The proliferation of social commerce websites has allowed consumers to share and exchange information, experiences, advice and opinions. Recently, information provided by users has been considered more trustworthy than the information shared by companies. However, the way in which users interact with technology can vary with age, and generational cohorts show different shopping behaviors, interests and attitudes. Hence, the way users process information (user-generated vs company-generated) can affect trust differently. Drawing on the trust transfer theory and the generational cohort theory, the purpose of this paper is to analyze the effects on user- and company-generated information in boosting trust of three different cohorts (Generation X, Y and Z).
The data were collected through an online survey. The sample comprised 715 users of social commerce websites, aged between 16 and 55 years old. The study was analyzed using partial least squares with the statistical software Smart PLS 3.
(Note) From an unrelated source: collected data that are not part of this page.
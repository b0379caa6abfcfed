use crate::browser::{stealth::build_chrome_arguments, tab::BrowserTab};
use anyhow::{Context, Result};
use fantoccini::wd::{TimeoutConfiguration, WindowHandle};
use fantoccini::{Client, ClientBuilder};
use serde_json::json;
use std::collections::HashMap;
use std::time::Duration;
use tracing::{debug, info, warn};
use url::Url;
use webdriver::capabilities::Capabilities;

/// Overrides the configured endpoint, e.g. for Gecko or remote grids.
pub const WEBDRIVER_URL_ENV: &str = "GALLERY_WEBDRIVER_URL";

/// Launch parameters for a [`BrowserSession`].
#[derive(Debug, Clone)]
pub struct SessionOptions {
    pub webdriver_url: String,
    pub headless: bool,
    pub user_agent: String,
    pub window_size: (u32, u32),
    pub page_load_timeout: Duration,
}

impl Default for SessionOptions {
    fn default() -> Self {
        Self {
            webdriver_url: "http://localhost:9515".to_string(),
            headless: true,
            user_agent: "Mozilla/5.0 (Macintosh; Intel Mac OS X 10_15_7) AppleWebKit/537.36 (KHTML, like Gecko) Chrome/131.0.0.0 Safari/537.36".to_string(),
            window_size: (1440, 900),
            page_load_timeout: Duration::from_secs(60),
        }
    }
}

impl SessionOptions {
    fn endpoint(&self) -> String {
        std::env::var(WEBDRIVER_URL_ENV)
            .ok()
            .filter(|v| !v.trim().is_empty())
            .unwrap_or_else(|| self.webdriver_url.clone())
    }
}

/// One WebDriver session shared by every rendered extraction in a run.
///
/// Tabs are opened one at a time with [`BrowserSession::open_tab`]; the
/// session's first window stays open so closing a tab never ends the session.
pub struct BrowserSession {
    client: Client,
    base_window: WindowHandle,
}

impl BrowserSession {
    /// Connect to a running WebDriver service (Chromedriver by default).
    pub async fn launch(options: SessionOptions) -> Result<Self> {
        let endpoint = options.endpoint();
        Url::parse(&endpoint).with_context(|| format!("invalid WebDriver URL: {endpoint}"))?;

        let mut caps = Capabilities::new();
        let mut chrome_opts = HashMap::new();
        chrome_opts.insert("args".to_string(), json!(build_chrome_arguments(&options)));
        caps.insert("goog:chromeOptions".to_string(), json!(chrome_opts));

        let client = ClientBuilder::native()
            .capabilities(caps)
            .connect(&endpoint)
            .await
            .with_context(|| format!("failed to start WebDriver session at {endpoint}"))?;

        client
            .update_timeouts(TimeoutConfiguration::new(
                None,
                Some(options.page_load_timeout),
                None,
            ))
            .await
            .context("failed to configure page load timeout")?;

        let base_window = client
            .window()
            .await
            .context("failed to read initial window handle")?;

        info!(
            target: "browser.session",
            %endpoint,
            headless = options.headless,
            page_load_timeout_ms = options.page_load_timeout.as_millis() as u64,
            "browser session started"
        );

        Ok(Self {
            client,
            base_window,
        })
    }

    /// Open a fresh tab and focus it. The caller must [`BrowserTab::close`] it.
    pub async fn open_tab(&self) -> Result<BrowserTab<'_>> {
        let created = self
            .client
            .new_window(true)
            .await
            .context("failed to open a new tab")?;
        if let Err(e) = self.client.switch_to_window(created.handle.clone()).await {
            self.discard_window(created.handle).await;
            return Err(anyhow::Error::from(e).context("failed to focus the new tab"));
        }
        debug!(target: "browser.session", "tab opened");
        Ok(BrowserTab::new(&self.client, created.handle, &self.base_window))
    }

    /// Best-effort close of a window that never became a [`BrowserTab`].
    ///
    /// `close_window` acts on the focused window, so it only runs once the
    /// stray window holds focus; focus always goes back to the base window.
    async fn discard_window(&self, handle: WindowHandle) {
        match self.client.switch_to_window(handle.clone()).await {
            Ok(()) => {
                if let Err(e) = self.client.close_window().await {
                    warn!(target: "browser.session", ?handle, error = %e, "failed to close stray tab");
                }
            }
            Err(e) => {
                warn!(target: "browser.session", ?handle, error = %e, "stray tab left open");
            }
        }
        if let Err(e) = self.client.switch_to_window(self.base_window.clone()).await {
            warn!(target: "browser.session", error = %e, "failed to refocus base window");
        }
    }

    /// Close the underlying browser session.
    pub async fn close(self) -> Result<()> {
        self.client.close().await?;
        info!(target: "browser.session", "browser session closed");
        Ok(())
    }
}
The empirical results show that generational cohorts show different patterns. Generation X transfers trust to social commerce websites mainly from trust in information generated by companies, while Generation Z transfers trust mainly from information generated by users. Finally, Generation Y, in contrast to previous findings about millennials, develops trust based on company-generated information to an even greater extent than does Generation X.
The originality of this study lies in its analysis of generational differences when it comes to trusting one type of information over another. This study contributes to the idea that users cannot be considered as a whole but must be segmented into generational cohorts.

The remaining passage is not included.